Zmagania rozpoczęły się kolejnego dnia, punktualnie o godzinie 8:30. Na części stanowisk brakowało elektronarzędzi, które zapewniał organizator, a tam, gdzie drużyna przywiozła swój sprzęt, zwracano uwagę, że wolno jej korzystać jedynie z dostarczonego przez sponsorów. W ten sposób zawodnicy tracili czas na poszukiwanie obsługi technicznej zawodów i niezbędnych narzędzi, co niejednokrotnie wpływało na poziom ukończenia zadania. W konkurencji Dach metalowy, polskim reprezentantom zabrakło maksymalnie 2-3 minut, aby właściwie zamknąć ostatnie połączenia. Niewiele brakowało także na polskiej fasadzie. W pozostałych kategoriach, drużyny miały znacznie większe opóźnienie.
Drugiego dnia zawodów większość drużyn zdecydowanie lepiej radziła sobie z zadaniem. W dachu metalowym, Polacy ustąpili miejsca jedynie Szwajcarom, a tuż po nich swoją pracę skończyli Węgrzy. Podobnie sytuacja wyglądała w fasadach
– także Szwajcarzy jako pierwsi zakończyli zadanie, a chwilę po nich oklaski za piękny finisz zebrała drużyna z Białegostoku.
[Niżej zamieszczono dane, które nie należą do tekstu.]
use std::str::FromStr;
use std::sync::Arc;
use std::time::Duration;

use sqlx::SqlitePool;
use sqlx::sqlite::{SqliteConnectOptions, SqlitePoolOptions};
use thiserror::Error;

use crate::repository::{ProgramRepository, ProgressRepository, Storage};

mod mapping;
mod migrate;
mod program_repo;
mod progress_repo;

#[derive(Clone)]
pub struct SqliteRepository {
    pool: SqlitePool,
}

#[derive(Debug, Error)]
#[non_exhaustive]
pub enum SqliteInitError {
    #[error(transparent)]
    Sqlx(#[from] sqlx::Error),
}

impl SqliteRepository {
    /// Connect to `SQLite` using the given URL, creating the file if needed.
    ///
    /// # Errors
    ///
    /// Returns `SqliteInitError` if the connection cannot be established or if
    /// enforcing foreign key constraints fails during setup.
    pub async fn connect(database_url: &str) -> Result<Self, SqliteInitError> {
        tracing::debug!(database_url, "connecting to sqlite");
        let options = SqliteConnectOptions::from_str(database_url)?.create_if_missing(true);
        let pool = SqlitePoolOptions::new()
            .max_connections(5)
            .acquire_timeout(Duration::from_secs(5))
            .after_connect(|conn, _meta| {
                Box::pin(async move {
                    sqlx::query("PRAGMA foreign_keys = ON;")
                        .execute(&mut *conn)
                        .await?;
                    sqlx::query("PRAGMA journal_mode = WAL;")
                        .execute(&mut *conn)
                        .await?;
                    sqlx::query("PRAGMA busy_timeout = 5000;")
                        .execute(&mut *conn)
                        .await?;
                    Ok(())
                })
            })
            .connect_with(options)
            .await?;
        Ok(Self { pool })
    }

    #[must_use]
    pub fn pool(&self) -> &SqlitePool {
        &self.pool
    }

    /// Create tables if they do not exist.
    ///
    /// # Errors
    ///
    /// Returns `SqliteInitError` if migration queries fail.
    pub async fn migrate(&self) -> Result<(), SqliteInitError> {
        migrate::run_migrations(&self.pool).await
    }
}

impl Storage {
    /// Build a `Storage` backed by `SQLite`.
    ///
    /// # Errors
    ///
    /// Returns `SqliteInitError` if connection or migrations cannot be
    /// completed.
    pub async fn sqlite(database_url: &str) -> Result<Self, SqliteInitError> {
        let repo = SqliteRepository::connect(database_url).await?;
        repo.migrate().await?;
        let programs: Arc<dyn ProgramRepository> = Arc::new(repo.clone());
        let progress: Arc<dyn ProgressRepository> = Arc::new(repo);
        Ok(Self { programs, progress })
    }
}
Niemcom, tym razem, wyraźnie nie poszło. Tak to przynajmniej wyglądało z perspektywy obserwatorów.
Ostatni dzień zmagań to tradycyjnie zadanie freestyle, polegające na wykonaniu dowolnej pracy na przygotowanym stelażu przy wykorzystaniu jedynie materiałów i ich odpadów z poprzednich dni. Podczas oglądania dzieł poszczególnych drużyn, widać było wiele elementów typowych dla ich kultury. Dla reprezentacji Polski był to dzień szczególny – Święto Niepodległości. Dlatego symbole narodowe użyte w pracach naszych dekarzy wybrzmiewały jeszcze mocniej niż zwykle.
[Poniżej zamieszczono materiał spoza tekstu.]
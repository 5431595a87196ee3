use chrono::{DateTime, NaiveDate, Utc};
use fitrack_core::model::{
    Achievement, AchievementSet, CompletedSet, ProgramId, ProgressRecord, Streak,
};
use sqlx::{Row, SqliteConnection};

use super::SqliteRepository;
use super::mapping::{
    conn, exercise_id_from_i64, exercise_id_to_i64, index_to_i64, program_id_to_i64, ser,
};
use crate::repository::{
    CompletionRequest, DayCompletionRequest, ProgramRepository, ProgressRepository, StorageError,
    apply_completion,
};

async fn load_record(
    db: &mut SqliteConnection,
    program_id: ProgramId,
) -> Result<ProgressRecord, StorageError> {
    let pid = program_id_to_i64(program_id)?;

    let header = sqlx::query(
        "SELECT streak, last_completed_on, program_completed FROM progress WHERE program_id = ?1",
    )
    .bind(pid)
    .fetch_optional(&mut *db)
    .await
    .map_err(conn)?;

    let (streak, program_completed) = match header {
        Some(row) => {
            let count: i64 = row.try_get("streak").map_err(ser)?;
            let count = u32::try_from(count)
                .map_err(|_| StorageError::Serialization(format!("invalid streak: {count}")))?;
            let last: Option<NaiveDate> = row.try_get("last_completed_on").map_err(ser)?;
            let done: i64 = row.try_get("program_completed").map_err(ser)?;
            (Streak::from_persisted(count, last), done != 0)
        }
        None => (Streak::default(), false),
    };

    let completed_rows =
        sqlx::query("SELECT exercise_id FROM completed_exercises WHERE program_id = ?1")
            .bind(pid)
            .fetch_all(&mut *db)
            .await
            .map_err(conn)?;
    let mut completed = CompletedSet::new();
    for row in &completed_rows {
        completed.insert(exercise_id_from_i64(row.try_get("exercise_id").map_err(ser)?)?);
    }

    let achievement_rows =
        sqlx::query("SELECT achievement FROM achievements WHERE program_id = ?1")
            .bind(pid)
            .fetch_all(&mut *db)
            .await
            .map_err(conn)?;
    let mut achievements = AchievementSet::new();
    for row in &achievement_rows {
        let id: String = row.try_get("achievement").map_err(ser)?;
        match Achievement::from_id(&id) {
            Some(a) => {
                achievements.unlock(a);
            }
            None => tracing::warn!(%program_id, achievement = %id, "ignoring unknown achievement"),
        }
    }

    Ok(ProgressRecord::from_persisted(
        program_id,
        completed,
        streak,
        achievements,
        program_completed,
    ))
}

async fn store_streak(
    db: &mut SqliteConnection,
    pid: i64,
    streak: Streak,
) -> Result<(), StorageError> {
    sqlx::query(
        r"
        INSERT INTO progress (program_id, streak, last_completed_on)
        VALUES (?1, ?2, ?3)
        ON CONFLICT(program_id) DO UPDATE SET
            streak = excluded.streak,
            last_completed_on = excluded.last_completed_on
        ",
    )
    .bind(pid)
    .bind(i64::from(streak.count()))
    .bind(streak.last_completed_on())
    .execute(&mut *db)
    .await
    .map_err(conn)?;
    Ok(())
}

async fn clear_program_completed(db: &mut SqliteConnection, pid: i64) -> Result<(), StorageError> {
    sqlx::query(
        r"
        UPDATE progress
        SET program_completed = 0, program_completed_at = NULL
        WHERE program_id = ?1
        ",
    )
    .bind(pid)
    .execute(&mut *db)
    .await
    .map_err(conn)?;
    Ok(())
}

impl SqliteRepository {
    async fn day_exists(&self, pid: i64, day_index: i64) -> Result<bool, StorageError> {
        let row = sqlx::query("SELECT 1 FROM program_days WHERE program_id = ?1 AND day_index = ?2")
            .bind(pid)
            .bind(day_index)
            .fetch_optional(&self.pool)
            .await
            .map_err(conn)?;
        Ok(row.is_some())
    }

    async fn program_exists(&self, pid: i64) -> Result<bool, StorageError> {
        let row = sqlx::query("SELECT 1 FROM programs WHERE id = ?1")
            .bind(pid)
            .fetch_optional(&self.pool)
            .await
            .map_err(conn)?;
        Ok(row.is_some())
    }
}

#[async_trait::async_trait]
impl ProgressRepository for SqliteRepository {
    async fn get_progress(&self, program_id: ProgramId) -> Result<ProgressRecord, StorageError> {
        let mut db = self.pool.acquire().await.map_err(conn)?;
        load_record(&mut db, program_id).await
    }

    async fn complete_exercise(
        &self,
        request: &CompletionRequest,
    ) -> Result<ProgressRecord, StorageError> {
        let program = self
            .get_program(request.program_id)
            .await?
            .ok_or(StorageError::NotFound)?;
        let in_day = program
            .day(request.day_index)
            .is_some_and(|d| d.contains(request.exercise_id));
        if !in_day {
            return Err(StorageError::NotFound);
        }

        let pid = program_id_to_i64(request.program_id)?;
        let mut tx = self.pool.begin().await.map_err(conn)?;
        let mut record = load_record(&mut tx, request.program_id).await?;
        let before = record.achievements().clone();

        if apply_completion(
            &mut record,
            &program,
            request.exercise_id,
            request.completed_on(),
        ) {
            sqlx::query(
                r"
                INSERT INTO completed_exercises (program_id, exercise_id, completed_at)
                VALUES (?1, ?2, ?3)
                ON CONFLICT(program_id, exercise_id) DO NOTHING
                ",
            )
            .bind(pid)
            .bind(exercise_id_to_i64(request.exercise_id)?)
            .bind(request.completed_at)
            .execute(&mut *tx)
            .await
            .map_err(conn)?;

            store_streak(&mut tx, pid, record.streak()).await?;

            for achievement in record.achievements().iter().filter(|a| !before.contains(*a)) {
                sqlx::query(
                    r"
                    INSERT INTO achievements (program_id, achievement)
                    VALUES (?1, ?2)
                    ON CONFLICT(program_id, achievement) DO NOTHING
                    ",
                )
                .bind(pid)
                .bind(achievement.as_str())
                .execute(&mut *tx)
                .await
                .map_err(conn)?;
            }
        }

        tx.commit().await.map_err(conn)?;
        Ok(record)
    }

    async fn complete_day(&self, request: &DayCompletionRequest) -> Result<Streak, StorageError> {
        let pid = program_id_to_i64(request.program_id)?;
        let day_index = index_to_i64("day_index", request.day_index)?;
        if !self.day_exists(pid, day_index).await? {
            return Err(StorageError::NotFound);
        }

        let heart_rate = request
            .biometrics
            .and_then(|b| b.heart_rate())
            .map(i64::from);
        let weight_kg = request
            .biometrics
            .and_then(|b| b.weight_kg())
            .map(f64::from);

        sqlx::query(
            r"
            INSERT INTO day_completions (program_id, day_index, heart_rate, weight_kg, completed_at)
            VALUES (?1, ?2, ?3, ?4, ?5)
            ",
        )
        .bind(pid)
        .bind(day_index)
        .bind(heart_rate)
        .bind(weight_kg)
        .bind(request.completed_at)
        .execute(&self.pool)
        .await
        .map_err(conn)?;

        let mut db = self.pool.acquire().await.map_err(conn)?;
        Ok(load_record(&mut db, request.program_id).await?.streak())
    }

    async fn reset_day(
        &self,
        program_id: ProgramId,
        day_index: usize,
    ) -> Result<(), StorageError> {
        let pid = program_id_to_i64(program_id)?;
        let day = index_to_i64("day_index", day_index)?;
        if !self.day_exists(pid, day).await? {
            return Err(StorageError::NotFound);
        }

        let mut tx = self.pool.begin().await.map_err(conn)?;
        sqlx::query(
            r"
            DELETE FROM completed_exercises
            WHERE program_id = ?1 AND exercise_id IN (
                SELECT id FROM exercises WHERE program_id = ?1 AND day_index = ?2
            )
            ",
        )
        .bind(pid)
        .bind(day)
        .execute(&mut *tx)
        .await
        .map_err(conn)?;
        clear_program_completed(&mut tx, pid).await?;
        tx.commit().await.map_err(conn)?;
        Ok(())
    }

    async fn reset_program(&self, program_id: ProgramId) -> Result<(), StorageError> {
        let pid = program_id_to_i64(program_id)?;
        if !self.program_exists(pid).await? {
            return Err(StorageError::NotFound);
        }

        let mut tx = self.pool.begin().await.map_err(conn)?;
        sqlx::query(
            r"
            DELETE FROM completed_exercises
            WHERE program_id = ?1 AND exercise_id IN (
                SELECT id FROM exercises WHERE program_id = ?1
            )
            ",
        )
        .bind(pid)
        .execute(&mut *tx)
        .await
        .map_err(conn)?;
        clear_program_completed(&mut tx, pid).await?;
        tx.commit().await.map_err(conn)?;
        Ok(())
    }

    async fn mark_program_complete(
        &self,
        program_id: ProgramId,
        at: DateTime<Utc>,
    ) -> Result<(), StorageError> {
        sqlx::query(
            r"
            INSERT INTO progress (program_id, program_completed, program_completed_at)
            VALUES (?1, 1, ?2)
            ON CONFLICT(program_id) DO UPDATE SET
                program_completed = 1,
                program_completed_at = excluded.program_completed_at
            ",
        )
        .bind(program_id_to_i64(program_id)?)
        .bind(at)
        .execute(&self.pool)
        .await
        .map_err(conn)?;
        Ok(())
    }
}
Wieczorem, tego samego dnia, odbyła się uroczysta gala, podczas której wyłoniono zwycięzców tegorocznej. Ceremonię wręczenia medali poprzedziły przemówienia najważniejszych przedstawicieli Międzynarodowej Federacji Dekarskiej IFD, w tym Graeme Millara (prezydenta IFD), Pascala Civati (sekretarza generalnego), głównych sponsorów oraz sędziów. Polska drużyna miała swoją chwilę chwały, zdobywając brązowy medal i nagrodę prezydenta IFD w kategorii fasady. Pozostałe zespoły musiały pogodzić się z dalszymi miejscami. Co w kwestii kolejnych Mistrzostw Świata Młodych Dekarzy przyniesie czas? Zobaczymy. Jedno jest pewne. Po raz kolejny polscy dekarze wrócili do kraju z przeświadczeniem, że polityka niszczy sport.